Market Reaction and Financials
Airbnb shares fell 5.2% on January 14, closing at $132.79—though the decline tracked broader tech weakness rather than the CTO announcement specifically. The stock has traded in a range of $99.88 to $163.93 over the past year.
| Metric | Q4 2024 | Q1 2025 | Q2 2025 | Q3 2025 |
|---|---|---|---|---|
| Revenue | $2.48B | $2.27B | $3.10B | $4.10B |
| Net Income | $461M | $154M | $642M | $1.37B |
| Gross Margin | 82.8% | 77.7% | 82.4% | 86.6% |
| EBITDA Margin | 17.7% | 2.8% | 20.4% | 40.2% |
The company's highly seasonal business showed strong momentum in its most recent quarter, with Q3 2025 revenue reaching $4.1 billion and net income of $1.37 billion—setting up a robust financial foundation for the AI investments ahead.
What to Watch
The real test comes when Airbnb brings AI to travel search this year. Success would validate Chesky's thesis that AI can transform Airbnb from a transactional booking platform into a persistent travel relationship. Failure would leave the company with expensive technology investments and a talented new CTO looking for ways to justify the hire.
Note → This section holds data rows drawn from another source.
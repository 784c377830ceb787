// Chart request and payload domain models
use super::catalog::Column;
use super::filter::{CompileError, Filter};
use serde::{Deserialize, Serialize};
use std::fmt;

pub const REQUEST_VERSION: u32 = 1;

#[derive(Debug, Clone, Copy, PartialEq, Eq, Hash, Default)]
pub enum AggregationFn {
    #[default]
    Sum,
    Avg,
    Max,
    Min,
    Count,
}

impl AggregationFn {
    pub const ALL: [AggregationFn; 5] = [
        AggregationFn::Sum,
        AggregationFn::Avg,
        AggregationFn::Max,
        AggregationFn::Min,
        AggregationFn::Count,
    ];

    /// Case-insensitive; the page historically sent lowercase names
    pub fn parse(name: &str) -> Option<Self> {
        match name.trim().to_ascii_uppercase().as_str() {
            "SUM" => Some(AggregationFn::Sum),
            "AVG" | "AVERAGE" => Some(AggregationFn::Avg),
            "MAX" => Some(AggregationFn::Max),
            "MIN" => Some(AggregationFn::Min),
            "COUNT" => Some(AggregationFn::Count),
            _ => None,
        }
    }

    pub fn sql(&self) -> &'static str {
        match self {
            AggregationFn::Sum => "SUM",
            AggregationFn::Avg => "AVG",
            AggregationFn::Max => "MAX",
            AggregationFn::Min => "MIN",
            AggregationFn::Count => "COUNT",
        }
    }

    pub fn label(&self) -> &'static str {
        match self {
            AggregationFn::Sum => "Sum",
            AggregationFn::Avg => "Average",
            AggregationFn::Max => "Maximum",
            AggregationFn::Min => "Minimum",
            AggregationFn::Count => "Count",
        }
    }
}

impl fmt::Display for AggregationFn {
    fn fmt(&self, f: &mut fmt::Formatter<'_>) -> fmt::Result {
        f.write_str(self.sql())
    }
}

/// Row shape a chart type expects from its template
#[derive(Debug, Clone, Copy, PartialEq, Eq)]
pub enum ChartShape {
    TimeSeries,
    Categorical,
}

#[derive(Debug, Clone, Copy, PartialEq, Eq, Hash, Default, Serialize)]
#[serde(rename_all = "lowercase")]
pub enum ChartType {
    #[default]
    Line,
    Bar,
    Pie,
}

impl ChartType {
    pub const ALL: [ChartType; 3] = [ChartType::Line, ChartType::Bar, ChartType::Pie];

    pub fn parse(key: &str) -> Option<Self> {
        match key.trim().to_ascii_lowercase().as_str() {
            "line" => Some(ChartType::Line),
            "bar" => Some(ChartType::Bar),
            "pie" => Some(ChartType::Pie),
            _ => None,
        }
    }

    pub fn key(&self) -> &'static str {
        match self {
            ChartType::Line => "line",
            ChartType::Bar => "bar",
            ChartType::Pie => "pie",
        }
    }

    pub fn label(&self) -> &'static str {
        match self {
            ChartType::Line => "Line Chart",
            ChartType::Bar => "Bar Chart",
            ChartType::Pie => "Pie Chart",
        }
    }

    pub fn icon(&self) -> &'static str {
        match self {
            ChartType::Line => "📈",
            ChartType::Bar => "📊",
            ChartType::Pie => "🥧",
        }
    }

    pub fn shape(&self) -> ChartShape {
        match self {
            ChartType::Line | ChartType::Bar => ChartShape::TimeSeries,
            ChartType::Pie => ChartShape::Categorical,
        }
    }
}

/// Reporting period the page offers. Templates aggregate per year, so the
/// range is carried through to logs only.
#[derive(Debug, Clone, Copy, PartialEq, Eq, Hash, Default, Serialize)]
#[serde(rename_all = "lowercase")]
pub enum TimeRange {
    #[default]
    Monthly,
    Quarterly,
    Yearly,
}

impl TimeRange {
    pub const ALL: [TimeRange; 3] = [TimeRange::Monthly, TimeRange::Quarterly, TimeRange::Yearly];

    pub fn parse(key: &str) -> Option<Self> {
        match key.trim().to_ascii_lowercase().as_str() {
            "monthly" => Some(TimeRange::Monthly),
            "quarterly" => Some(TimeRange::Quarterly),
            "yearly" => Some(TimeRange::Yearly),
            _ => None,
        }
    }

    pub fn key(&self) -> &'static str {
        match self {
            TimeRange::Monthly => "monthly",
            TimeRange::Quarterly => "quarterly",
            TimeRange::Yearly => "yearly",
        }
    }

    pub fn label(&self) -> &'static str {
        match self {
            TimeRange::Monthly => "Monthly",
            TimeRange::Quarterly => "Quarterly",
            TimeRange::Yearly => "Yearly",
        }
    }
}

fn default_version() -> u32 {
    REQUEST_VERSION
}

fn default_aggregate_field() -> String {
    Column::Revenue.identifier().to_string()
}

fn default_aggregation_fn() -> String {
    AggregationFn::default().sql().to_string()
}

fn default_group_by_field() -> String {
    Column::Industry.identifier().to_string()
}

fn default_chart_type() -> String {
    ChartType::default().key().to_string()
}

fn default_time_range() -> String {
    TimeRange::default().key().to_string()
}

/// Wire schema of a chart request. Every field is optional on the wire and
/// falls back to the documented default.
#[derive(Debug, Clone, Deserialize)]
#[serde(rename_all = "camelCase")]
pub struct ChartRequest {
    #[serde(default = "default_version")]
    pub version: u32,
    #[serde(default)]
    pub filters: Vec<Filter>,
    #[serde(
        default = "default_aggregate_field",
        alias = "valueColumn",
        alias = "displayField"
    )]
    pub aggregate_field: String,
    #[serde(default = "default_aggregation_fn", alias = "aggregationMethod")]
    pub aggregation_fn: String,
    #[serde(default = "default_group_by_field")]
    pub group_by_field: String,
    #[serde(default = "default_chart_type")]
    pub chart_type: String,
    #[serde(default = "default_time_range")]
    pub time_range: String,
}

impl Default for ChartRequest {
    fn default() -> Self {
        Self {
            version: default_version(),
            filters: Vec::new(),
            aggregate_field: default_aggregate_field(),
            aggregation_fn: default_aggregation_fn(),
            group_by_field: default_group_by_field(),
            chart_type: default_chart_type(),
            time_range: default_time_range(),
        }
    }
}

impl ChartRequest {
    /// Check every identifier against the catalog and resolve enums.
    /// Filters are validated later by the filter compiler.
    pub fn validate(self) -> Result<ChartConfig, CompileError> {
        if self.version != REQUEST_VERSION {
            return Err(CompileError::UnsupportedVersion(self.version));
        }

        let aggregate_field = Column::parse(&self.aggregate_field)
            .ok_or_else(|| CompileError::UnknownColumn(self.aggregate_field.clone()))?;
        if !aggregate_field.is_numeric() {
            return Err(CompileError::ColumnNotAllowed {
                column: self.aggregate_field,
                role: "an aggregate field",
            });
        }

        let group_by_field = Column::parse(&self.group_by_field)
            .ok_or_else(|| CompileError::UnknownColumn(self.group_by_field.clone()))?;
        if !group_by_field.is_categorical() {
            return Err(CompileError::ColumnNotAllowed {
                column: self.group_by_field,
                role: "a group-by field",
            });
        }

        let aggregation_fn = AggregationFn::parse(&self.aggregation_fn)
            .ok_or_else(|| CompileError::UnknownAggregation(self.aggregation_fn.clone()))?;

        let chart_type = match ChartType::parse(&self.chart_type) {
            Some(chart_type) => chart_type,
            None => {
                tracing::warn!(
                    "Unrecognized chart type '{}', falling back to {}",
                    self.chart_type,
                    ChartType::default().key()
                );
                ChartType::default()
            }
        };

        let time_range = TimeRange::parse(&self.time_range).unwrap_or_else(|| {
            tracing::warn!(
                "Unrecognized time range '{}', falling back to {}",
                self.time_range,
                TimeRange::default().key()
            );
            TimeRange::default()
        });

        Ok(ChartConfig {
            filters: self.filters,
            aggregate_field,
            aggregation_fn,
            group_by_field,
            chart_type,
            time_range,
        })
    }
}

/// Validated chart configuration, built fresh per request
#[derive(Debug, Clone, PartialEq)]
pub struct ChartConfig {
    pub filters: Vec<Filter>,
    pub aggregate_field: Column,
    pub aggregation_fn: AggregationFn,
    pub group_by_field: Column,
    pub chart_type: ChartType,
    pub time_range: TimeRange,
}

impl Default for ChartConfig {
    fn default() -> Self {
        Self {
            filters: Vec::new(),
            aggregate_field: Column::Revenue,
            aggregation_fn: AggregationFn::Sum,
            group_by_field: Column::Industry,
            chart_type: ChartType::Line,
            time_range: TimeRange::Monthly,
        }
    }
}

/// One row returned by a chart template
#[derive(Debug, Clone, PartialEq)]
pub struct ChartRow {
    pub group_by_label: String,
    pub group_label: Option<String>,
    pub year: Option<String>,
    pub value: f64,
}

impl ChartRow {
    pub fn new(group_by_label: impl Into<String>, year: Option<&str>, value: f64) -> Self {
        Self {
            group_by_label: group_by_label.into(),
            group_label: None,
            year: year.map(str::to_string),
            value,
        }
    }

    /// `group_by_label`, suffixed with `(group_label)` when present
    pub fn series_label(&self) -> String {
        match self.group_label.as_deref() {
            Some(group) if !group.is_empty() => format!("{} ({})", self.group_by_label, group),
            _ => self.group_by_label.clone(),
        }
    }
}

#[derive(Debug, Clone, PartialEq, Serialize, Deserialize)]
#[serde(untagged)]
pub enum Colors {
    Single(String),
    PerPoint(Vec<String>),
}

#[derive(Debug, Clone, PartialEq, Serialize, Deserialize)]
#[serde(rename_all = "camelCase")]
pub struct Dataset {
    pub label: String,
    pub data: Vec<f64>,
    #[serde(default, skip_serializing_if = "Option::is_none")]
    pub border_color: Option<String>,
    #[serde(default, skip_serializing_if = "Option::is_none")]
    pub background_color: Option<Colors>,
    #[serde(default, skip_serializing_if = "Option::is_none")]
    pub tension: Option<f64>,
}

impl Dataset {
    pub fn new(label: String, data: Vec<f64>) -> Self {
        Self {
            label,
            data,
            border_color: None,
            background_color: None,
            tension: None,
        }
    }
}

/// Generic chart payload. Every dataset is index-aligned with `labels`.
#[derive(Debug, Clone, Default, PartialEq, Serialize, Deserialize)]
pub struct ChartData {
    pub labels: Vec<String>,
    pub datasets: Vec<Dataset>,
}
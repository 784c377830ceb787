// Postgres repository implementation
use crate::application::chart_repository::{ChartRepository, SqlParam, Statement};
use crate::domain::catalog::Column;
use crate::domain::chart::ChartRow;
use crate::infrastructure::config::StoreSettings;
use anyhow::{Context, Result};
use async_trait::async_trait;
use chrono::{Datelike, NaiveDate};
use sqlx::postgres::{PgArguments, PgPool, PgPoolOptions, PgRow};
use sqlx::query::Query;
use sqlx::{Column as _, Postgres, Row};
use std::time::Duration;

const GROUP_BY_LABEL: &str = "group_by_label";
const GROUP_LABEL: &str = "group_label";
const YEAR: &str = "year";
const AGGREGATE_LABEL: &str = "aggregate_label";

/// Connections are checked out of the pool per call, so a dropped
/// connection is replaced on the next request.
pub struct PostgresRepository {
    pool: PgPool,
    table: String,
}

impl PostgresRepository {
    /// Build the pool without connecting; the first query opens a connection
    pub fn new(settings: &StoreSettings) -> Result<Self> {
        let url = settings
            .url
            .as_deref()
            .context("store.url is required for the postgres store")?;

        let pool = PgPoolOptions::new()
            .max_connections(settings.max_connections)
            .acquire_timeout(Duration::from_secs(settings.acquire_timeout_secs))
            .connect_lazy(url)
            .context("Invalid Postgres connection string")?;

        tracing::info!(
            "Postgres pool ready (max {} connections)",
            settings.max_connections
        );

        Ok(Self {
            pool,
            table: settings.table.clone(),
        })
    }

    fn bind_params<'q>(
        mut query: Query<'q, Postgres, PgArguments>,
        params: &[SqlParam],
    ) -> Query<'q, Postgres, PgArguments> {
        for param in params {
            query = match param {
                SqlParam::Text(v) => query.bind(v.clone()),
                SqlParam::Number(v) => query.bind(*v),
            };
        }
        query
    }

    fn has_column(row: &PgRow, name: &str) -> bool {
        row.columns().iter().any(|c| c.name() == name)
    }

    /// Year cells may be text, integers or dates depending on the template
    fn year_cell(row: &PgRow) -> Result<Option<String>> {
        if !Self::has_column(row, YEAR) {
            return Ok(None);
        }
        if let Ok(v) = row.try_get::<Option<String>, _>(YEAR) {
            return Ok(v);
        }
        if let Ok(v) = row.try_get::<Option<i32>, _>(YEAR) {
            return Ok(v.map(|y| y.to_string()));
        }
        if let Ok(v) = row.try_get::<Option<i64>, _>(YEAR) {
            return Ok(v.map(|y| y.to_string()));
        }
        let date = row
            .try_get::<Option<NaiveDate>, _>(YEAR)
            .context("Unsupported type for year column")?;
        Ok(date.map(|d| d.year().to_string()))
    }

    /// NULL aggregates (e.g. SUM over no rows) count as 0
    fn value_cell(row: &PgRow) -> Result<f64> {
        if let Ok(v) = row.try_get::<Option<f64>, _>(AGGREGATE_LABEL) {
            return Ok(v.unwrap_or(0.0));
        }
        if let Ok(v) = row.try_get::<Option<i64>, _>(AGGREGATE_LABEL) {
            return Ok(v.unwrap_or(0) as f64);
        }
        let v = row
            .try_get::<Option<i32>, _>(AGGREGATE_LABEL)
            .context("Unsupported type for aggregate column")?;
        Ok(v.unwrap_or(0) as f64)
    }

    fn to_chart_row(row: &PgRow) -> Result<ChartRow> {
        let group_by_label: Option<String> = row
            .try_get(GROUP_BY_LABEL)
            .context("Missing group_by_label column")?;
        let group_label: Option<String> = if Self::has_column(row, GROUP_LABEL) {
            row.try_get(GROUP_LABEL)?
        } else {
            None
        };

        Ok(ChartRow {
            group_by_label: group_by_label.unwrap_or_default(),
            group_label,
            year: Self::year_cell(row)?,
            value: Self::value_cell(row)?,
        })
    }
}

#[async_trait]
impl ChartRepository for PostgresRepository {
    async fn query_rows(&self, statement: &Statement) -> Result<Vec<ChartRow>> {
        let query = Self::bind_params(sqlx::query(statement.sql.as_str()), &statement.params);

        let rows = query
            .fetch_all(&self.pool)
            .await
            .context("Chart query failed")?;

        tracing::debug!("Chart query returned {} rows", rows.len());
        rows.iter().map(Self::to_chart_row).collect()
    }

    async fn distinct_values(&self, column: Column) -> Result<Vec<String>> {
        let query = format!(
            "SELECT DISTINCT {column}::text AS value FROM {table} WHERE {column} IS NOT NULL ORDER BY 1",
            column = column.identifier(),
            table = self.table
        );

        let rows = sqlx::query(query.as_str())
            .fetch_all(&self.pool)
            .await
            .with_context(|| format!("Failed to list values of {}", column))?;

        rows.iter()
            .map(|row| row.try_get::<String, _>(0).map_err(Into::into))
            .collect()
    }
}
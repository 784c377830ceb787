// Application layer - Use cases over the chart repository and template store
pub mod chart_repository;
pub mod filter_compiler;
pub mod options_service;
pub mod pivot;
pub mod query_renderer;
pub mod template_store;
// Chart options model - what the page may offer the user
use super::catalog::{Column, ColumnKind, Operator};
use super::chart::{AggregationFn, ChartType, TimeRange};
use serde::Serialize;

#[derive(Debug, Clone, PartialEq, Serialize)]
pub struct OptionItem {
    pub value: String,
    pub label: String,
}

impl OptionItem {
    fn new(value: &str, label: &str) -> Self {
        Self {
            value: value.to_string(),
            label: label.to_string(),
        }
    }
}

#[derive(Debug, Clone, PartialEq, Serialize)]
pub struct ChartTypeOption {
    pub value: String,
    pub label: String,
    pub icon: String,
}

#[derive(Debug, Clone, PartialEq, Serialize)]
#[serde(rename_all = "camelCase")]
pub struct ColumnOption {
    pub value: String,
    pub label: String,
    #[serde(rename = "type")]
    pub kind: ColumnKind,
    #[serde(skip_serializing_if = "Option::is_none")]
    pub prefix: Option<String>,
    #[serde(skip_serializing_if = "Option::is_none")]
    pub suffix: Option<String>,
    pub operators: Vec<String>,
    #[serde(skip_serializing_if = "Option::is_none")]
    pub aggregation_methods: Option<Vec<String>>,
    #[serde(skip_serializing_if = "Option::is_none")]
    pub values: Option<Vec<String>>,
}

impl ColumnOption {
    pub fn from_column(column: Column, values: Option<Vec<String>>) -> Self {
        let aggregation_methods = column.is_numeric().then(|| {
            AggregationFn::ALL
                .iter()
                .map(|f| f.sql().to_string())
                .collect()
        });

        Self {
            value: column.identifier().to_string(),
            label: column.label().to_string(),
            kind: column.kind(),
            prefix: column.prefix().map(str::to_string),
            suffix: column.suffix().map(str::to_string),
            operators: column
                .operators()
                .iter()
                .map(|o| o.symbol().to_string())
                .collect(),
            aggregation_methods,
            values,
        }
    }
}

#[derive(Debug, Clone, PartialEq, Serialize)]
#[serde(rename_all = "camelCase")]
pub struct ChartOptions {
    pub columns: Vec<ColumnOption>,
    /// Columns a chart may be grouped by
    pub aggregation_columns: Vec<OptionItem>,
    pub chart_types: Vec<ChartTypeOption>,
    pub operators: Vec<OptionItem>,
    pub aggregation_methods: Vec<OptionItem>,
    /// First entry is the page's initial selection
    pub time_ranges: Vec<OptionItem>,
}

impl ChartOptions {
    pub fn new(columns: Vec<ColumnOption>) -> Self {
        Self {
            columns,
            aggregation_columns: Column::ALL
                .iter()
                .filter(|c| c.is_categorical())
                .map(|c| OptionItem::new(c.identifier(), c.label()))
                .collect(),
            chart_types: ChartType::ALL
                .iter()
                .map(|t| ChartTypeOption {
                    value: t.key().to_string(),
                    label: t.label().to_string(),
                    icon: t.icon().to_string(),
                })
                .collect(),
            operators: Operator::ALL
                .iter()
                .map(|o| OptionItem::new(o.symbol(), o.label()))
                .collect(),
            aggregation_methods: AggregationFn::ALL
                .iter()
                .map(|f| OptionItem::new(f.sql(), f.label()))
                .collect(),
            time_ranges: TimeRange::ALL
                .iter()
                .map(|r| OptionItem::new(r.key(), r.label()))
                .collect(),
        }
    }
}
For Al-Dahle, the transition from building infrastructure at Meta to building products at Airbnb represents a different challenge. At Meta, success meant downloads and derivative models—technical metrics. At Airbnb, success means converting AI capabilities into bookings, customer satisfaction, and ultimately revenue per user.
The travel industry is watching. Booking Holdings and Expedia have both made AI investments, but neither has recruited talent at this level. If Airbnb's AI concierge vision materializes, it could reshape competitive dynamics across online travel for the next decade.